Il y a donc dans ce sujet un motif légitime d’indignation, mais l’indignation ne fait pas droit d’argumentation et elle marque au contraire le refus de penser. C'est donc ici un travail purement philosophique à effectuer pour dépasser cette réaction, aussi justifiée qu’elle soit d’un certain point de vue, et réaliser que cette question pose un vrai problème. Elle ne provoque pas gratuitement : il y a des façons de prendre cette interrogation qui recoupe certains évènements, voire certaines évidences de pensée : l’insatiable curiosité de l’être humain prouve qu’il expérimente perpétuellement de nouveaux modes d’existence, de nouvelles technologies, des modalités de régulation sociales, économiques, juridiques, etc. En un sens, s’il y a un être vivant qui expérimente sa façon d’être, de vivre et de se développer, c’est bien l’homme, puisque nous observons que les animaux, eux obéissent à des lois naturelles et n’agissent jamais de façon « contre-nature », contrairement à l’homme. Le fameux mythe de Prométhée (chargé par les Dieux de donner à chaque espèce vivante une qualité fondamentale, Epiméthée oublie l’être humain, son frère Prométhée corrigera cet oubli en dérobant aux Dieux de l’Olympe le feu et l’intelligence fabricatrice) désigne bien le fait qu’il y a dans l’homme comme un effet de discordance, une variable, un grain de sable, quelque chose qui ne s’inscrit pas dans le cours naturel et programmable des choses qui « suivent leur cours ». L’humanité, c’est finalement « l’inconnue de l’équation de la nature ».
Traiter un sujet, c’est le rendre « traitable » philosophiquement et cela suppose ici, d’une part, de dépasser le choc initial de l’indignation, et d’autre part de se retenir d’invoquer une instance supérieure qui serait comme le savant de cette expérience de l’humanité.
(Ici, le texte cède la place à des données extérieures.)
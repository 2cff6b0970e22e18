//! Concrete LLM provider implementations
//!
//! This module contains implementations of the LLMProvider trait for
//! the chat-completion services quote-brief talks to.

pub mod deepseek;

pub use deepseek::{DEFAULT_DEEPSEEK_MODEL, DeepSeekConfig, DeepSeekProvider};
Il ne s’agit pas de savoir s’il y a un superviseur mais plutôt de poser la question de la nature expérimentale de l’être humain, au sens d‘aléatoire, mais aussi en ce sens que l’homme peut faire des expériences sur l’homme.

Finalement, cette façon d’aborder le sujet désigne la dynamique d’un plan possible. Quelque chose en nous tend presque spontanément vers la réponse « non » : il ne faut pas que le fait d’être humain ne soit qu’une expérience, parce qu’alors nous n’avons plus de « mission », de projet à accomplir, de direction à suivre. L’humanité ne suivrait plus aucune voie préétablie. Nous ne ferions qu’avancer à tâtons dans une obscurité inquiétante, hostile, imprédictible et inconnue exactement comme « le silence éternel de ces espaces infinis » qui « effraie » le philosophe Pascal. Il suffit  de réaliser à quel point l’éventualité d’avoir à vivre au jour le jour comme finalement le font les « sans domicile fixe » qui commencent leur journée sans savoir s’ils y trouveront de quoi survivre au lendemain nous fait unanimement horreur pour comprendre à quel point la perspective que cette façon d’être soit celle-là même de l’humanité dans son ensemble s’assimile à une pure terreur.
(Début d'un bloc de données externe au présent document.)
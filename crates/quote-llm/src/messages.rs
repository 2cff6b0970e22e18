//! Message types for LLM communication
//!
//! quote-brief only ever exchanges plain text with the model, so a message is
//! a role plus a string.

use serde::{Deserialize, Serialize};

/// Message role in a conversation
#[derive(Debug, Clone, Copy, PartialEq, Eq, Serialize, Deserialize)]
#[serde(rename_all = "lowercase")]
pub enum Role {
    /// User message
    User,
    /// Assistant message
    Assistant,
    /// System message
    System,
}

impl Role {
    /// Wire name used by OpenAI-compatible chat APIs
    pub fn as_str(&self) -> &'static str {
        match self {
            Role::User => "user",
            Role::Assistant => "assistant",
            Role::System => "system",
        }
    }
}

/// A message in the conversation
#[derive(Debug, Clone, PartialEq, Eq, Serialize, Deserialize)]
pub struct Message {
    /// Message role
    pub role: Role,

    /// Message text
    pub content: String,
}

impl Message {
    /// Create a user message with text
    pub fn user(text: impl Into<String>) -> Self {
        Self {
            role: Role::User,
            content: text.into(),
        }
    }

    /// Create an assistant message with text
    pub fn assistant(text: impl Into<String>) -> Self {
        Self {
            role: Role::Assistant,
            content: text.into(),
        }
    }

    /// Create a system message with text
    pub fn system(text: impl Into<String>) -> Self {
        Self {
            role: Role::System,
            content: text.into(),
        }
    }

    /// Message text
    pub fn text(&self) -> &str {
        &self.content
    }

    /// Whether the message carries no visible text
    pub fn is_empty(&self) -> bool {
        self.content.trim().is_empty()
    }
}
Nous pouvons donc suivre cette « pente » en essayant simplement et calmement d’opposer à ce socle premier d’un « non » en proie à une certaine panique les raisons qui justifient que nous puissions au moins nous poser des questions. C’est la raison pour laquelle chaque partie devra se présenter à nous par le biais d’une formule interrogative.
1 - Quel est le premier argument qui peut nous inviter à envisager l’hypothèse d’une humanité expérimentale ? Premièrement le fait que nous sommes moins humains par nos gènes que par nos actes. L’idée selon laquelle l’homme serait une espèce naturelle clairement circonscrite, définie, a du mal à se justifier face à cette évidence qui tient à ces lois, à ces limites légales et à ces commandements religieux par le biais desquelles nous décrivons ce que doit être un comportement humain. Nous pouvons dire de l’être humain ce que Simone de Beauvoir dit de la femme : « on ne naît pas humain, on le devient ». Si nous naissions humains, alors on ne voit pas comment pourrait s’expliquer la notion juridique de « crime contre l‘humanité », à savoir ce motif d’inculpation par le biais duquel nous accusons les organisateurs de génocide et de déportation de populations qui sous le prétexte d’une ethnie différente conteste à des hommes le doit de vivre ici ou de vivre tout court.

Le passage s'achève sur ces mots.